**Exercise prompt:** Each line from the start of the entries through the line that contains "facing the machine" should be output exactly, please.

(Stored data entries)
————
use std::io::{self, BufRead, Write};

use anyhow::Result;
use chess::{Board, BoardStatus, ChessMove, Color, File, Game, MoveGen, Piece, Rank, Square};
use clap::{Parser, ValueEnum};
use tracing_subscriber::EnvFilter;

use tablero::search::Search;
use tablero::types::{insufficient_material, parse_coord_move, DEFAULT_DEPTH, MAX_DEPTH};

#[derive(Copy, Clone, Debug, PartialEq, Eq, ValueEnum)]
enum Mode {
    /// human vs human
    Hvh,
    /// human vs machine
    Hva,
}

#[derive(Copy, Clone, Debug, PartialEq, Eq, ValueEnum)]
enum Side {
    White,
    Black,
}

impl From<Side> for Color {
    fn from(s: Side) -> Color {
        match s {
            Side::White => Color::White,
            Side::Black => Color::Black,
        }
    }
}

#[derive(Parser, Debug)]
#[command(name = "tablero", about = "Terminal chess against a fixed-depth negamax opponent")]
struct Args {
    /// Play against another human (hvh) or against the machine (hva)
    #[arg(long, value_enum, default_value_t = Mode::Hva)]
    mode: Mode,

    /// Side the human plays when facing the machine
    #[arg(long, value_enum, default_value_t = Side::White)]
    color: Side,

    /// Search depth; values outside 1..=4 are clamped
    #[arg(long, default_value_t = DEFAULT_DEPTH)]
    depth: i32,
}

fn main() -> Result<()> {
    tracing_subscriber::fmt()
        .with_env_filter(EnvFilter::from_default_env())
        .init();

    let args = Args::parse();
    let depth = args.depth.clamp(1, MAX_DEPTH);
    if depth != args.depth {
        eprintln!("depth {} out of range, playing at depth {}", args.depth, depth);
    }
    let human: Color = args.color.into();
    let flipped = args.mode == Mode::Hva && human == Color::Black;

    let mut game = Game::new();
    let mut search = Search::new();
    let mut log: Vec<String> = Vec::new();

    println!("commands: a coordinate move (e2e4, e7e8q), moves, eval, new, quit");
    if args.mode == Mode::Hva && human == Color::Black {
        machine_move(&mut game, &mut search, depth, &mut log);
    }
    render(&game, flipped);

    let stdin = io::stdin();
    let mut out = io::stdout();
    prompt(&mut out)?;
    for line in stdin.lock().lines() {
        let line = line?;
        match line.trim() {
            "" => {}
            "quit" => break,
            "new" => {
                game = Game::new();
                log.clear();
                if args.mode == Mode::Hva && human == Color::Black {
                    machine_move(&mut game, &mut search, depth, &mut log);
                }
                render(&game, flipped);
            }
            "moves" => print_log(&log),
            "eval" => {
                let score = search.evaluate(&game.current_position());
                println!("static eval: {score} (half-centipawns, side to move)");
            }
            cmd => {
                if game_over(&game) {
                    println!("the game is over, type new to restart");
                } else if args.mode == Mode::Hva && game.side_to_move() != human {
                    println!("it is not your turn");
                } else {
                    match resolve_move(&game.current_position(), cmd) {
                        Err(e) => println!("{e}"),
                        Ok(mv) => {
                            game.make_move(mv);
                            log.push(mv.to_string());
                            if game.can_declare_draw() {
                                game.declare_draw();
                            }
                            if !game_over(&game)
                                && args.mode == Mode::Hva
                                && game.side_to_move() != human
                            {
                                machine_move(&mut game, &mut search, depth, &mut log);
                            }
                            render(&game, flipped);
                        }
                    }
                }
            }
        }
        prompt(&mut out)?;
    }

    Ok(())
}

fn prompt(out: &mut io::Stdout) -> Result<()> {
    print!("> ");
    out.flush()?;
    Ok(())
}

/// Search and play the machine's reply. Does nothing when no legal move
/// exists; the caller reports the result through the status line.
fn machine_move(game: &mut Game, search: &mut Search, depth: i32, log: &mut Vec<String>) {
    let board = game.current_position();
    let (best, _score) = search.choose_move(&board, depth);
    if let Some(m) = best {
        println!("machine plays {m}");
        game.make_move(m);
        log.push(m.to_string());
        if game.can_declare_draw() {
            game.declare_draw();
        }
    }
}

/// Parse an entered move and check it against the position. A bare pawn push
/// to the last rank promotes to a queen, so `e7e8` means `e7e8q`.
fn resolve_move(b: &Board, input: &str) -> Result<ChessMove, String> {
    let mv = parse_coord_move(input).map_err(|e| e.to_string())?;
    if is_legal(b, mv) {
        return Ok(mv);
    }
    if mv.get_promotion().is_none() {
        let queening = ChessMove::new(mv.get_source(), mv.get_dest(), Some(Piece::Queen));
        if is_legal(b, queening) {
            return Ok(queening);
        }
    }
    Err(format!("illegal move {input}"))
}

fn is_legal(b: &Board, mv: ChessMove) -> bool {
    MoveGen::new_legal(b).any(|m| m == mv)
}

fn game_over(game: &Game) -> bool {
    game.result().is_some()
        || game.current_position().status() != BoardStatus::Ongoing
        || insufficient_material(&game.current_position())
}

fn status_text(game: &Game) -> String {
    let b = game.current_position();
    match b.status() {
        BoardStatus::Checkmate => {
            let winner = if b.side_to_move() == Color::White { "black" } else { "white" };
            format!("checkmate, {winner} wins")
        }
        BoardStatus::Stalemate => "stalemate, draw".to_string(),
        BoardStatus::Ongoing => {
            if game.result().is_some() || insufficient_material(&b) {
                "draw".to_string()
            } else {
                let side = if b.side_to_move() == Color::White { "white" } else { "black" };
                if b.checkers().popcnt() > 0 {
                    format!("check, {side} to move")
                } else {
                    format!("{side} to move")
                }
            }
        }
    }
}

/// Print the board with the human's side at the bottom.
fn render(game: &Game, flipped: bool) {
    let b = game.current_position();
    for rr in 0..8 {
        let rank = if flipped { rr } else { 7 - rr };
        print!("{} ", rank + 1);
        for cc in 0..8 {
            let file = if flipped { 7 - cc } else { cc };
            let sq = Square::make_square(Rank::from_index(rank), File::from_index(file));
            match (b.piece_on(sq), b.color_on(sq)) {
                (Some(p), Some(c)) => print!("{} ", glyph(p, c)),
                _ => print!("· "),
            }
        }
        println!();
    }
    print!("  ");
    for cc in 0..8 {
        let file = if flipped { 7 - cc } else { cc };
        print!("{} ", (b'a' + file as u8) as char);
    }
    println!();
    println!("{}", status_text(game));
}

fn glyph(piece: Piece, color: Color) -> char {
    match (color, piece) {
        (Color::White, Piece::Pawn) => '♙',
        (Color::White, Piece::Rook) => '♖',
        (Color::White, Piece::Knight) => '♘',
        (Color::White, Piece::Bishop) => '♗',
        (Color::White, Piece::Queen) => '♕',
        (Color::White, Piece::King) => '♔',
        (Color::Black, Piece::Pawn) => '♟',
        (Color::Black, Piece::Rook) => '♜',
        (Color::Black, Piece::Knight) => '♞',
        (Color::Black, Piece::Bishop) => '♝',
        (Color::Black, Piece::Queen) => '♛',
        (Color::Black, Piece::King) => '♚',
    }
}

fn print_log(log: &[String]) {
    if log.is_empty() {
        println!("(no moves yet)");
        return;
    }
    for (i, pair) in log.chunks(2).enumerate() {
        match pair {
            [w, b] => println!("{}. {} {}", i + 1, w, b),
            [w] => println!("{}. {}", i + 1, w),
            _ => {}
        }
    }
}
————
**Exercise response:**
use std::io::{self, BufRead, Write};

use anyhow::Result;
use chess::{Board, BoardStatus, ChessMove, Color, File, Game, MoveGen, Piece, Rank, Square};
use clap::{Parser, ValueEnum};
use tracing_subscriber::EnvFilter;

use tablero::search::Search;
use tablero::types::{insufficient_material, parse_coord_move, DEFAULT_DEPTH, MAX_DEPTH};

#[derive(Copy, Clone, Debug, PartialEq, Eq, ValueEnum)]
enum Mode {
    /// human vs human
    Hvh,
    /// human vs machine
    Hva,
}

#[derive(Copy, Clone, Debug, PartialEq, Eq, ValueEnum)]
enum Side {
    White,
    Black,
}

impl From<Side> for Color {
    fn from(s: Side) -> Color {
        match s {
            Side::White => Color::White,
            Side::Black => Color::Black,
        }
    }
}

#[derive(Parser, Debug)]
#[command(name = "tablero", about = "Terminal chess against a fixed-depth negamax opponent")]
struct Args {
    /// Play against another human (hvh) or against the machine (hva)
    #[arg(long, value_enum, default_value_t = Mode::Hva)]
    mode: Mode,

    /// Side the human plays when facing the machine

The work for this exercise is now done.